→ What is needed: Hunt for the word "Result" across the entries below, copying each line that holds it.

→ Data supplied:

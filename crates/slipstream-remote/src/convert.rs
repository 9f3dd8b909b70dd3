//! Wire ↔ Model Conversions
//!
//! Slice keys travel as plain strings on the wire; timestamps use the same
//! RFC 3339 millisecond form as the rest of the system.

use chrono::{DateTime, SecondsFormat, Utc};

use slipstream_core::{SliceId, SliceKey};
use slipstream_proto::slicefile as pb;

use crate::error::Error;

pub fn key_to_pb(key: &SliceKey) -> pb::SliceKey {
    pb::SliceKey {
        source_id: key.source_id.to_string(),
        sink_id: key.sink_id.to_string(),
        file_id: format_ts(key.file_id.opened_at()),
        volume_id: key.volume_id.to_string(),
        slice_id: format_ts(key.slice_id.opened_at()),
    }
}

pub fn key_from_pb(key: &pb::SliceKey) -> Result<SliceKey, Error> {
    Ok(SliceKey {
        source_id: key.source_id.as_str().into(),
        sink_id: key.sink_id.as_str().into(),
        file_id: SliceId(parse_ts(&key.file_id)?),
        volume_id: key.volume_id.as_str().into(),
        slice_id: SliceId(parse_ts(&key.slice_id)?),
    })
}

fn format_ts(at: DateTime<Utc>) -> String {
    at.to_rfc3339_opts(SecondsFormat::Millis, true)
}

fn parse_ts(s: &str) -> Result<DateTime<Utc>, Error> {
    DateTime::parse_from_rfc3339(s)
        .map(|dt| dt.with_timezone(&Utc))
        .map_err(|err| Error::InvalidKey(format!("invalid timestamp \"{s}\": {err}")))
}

→ Answer to this problem:
pub fn key_from_pb(key: &pb::SliceKey) -> Result<SliceKey, Error> {
fn parse_ts(s: &str) -> Result<DateTime<Utc>, Error> {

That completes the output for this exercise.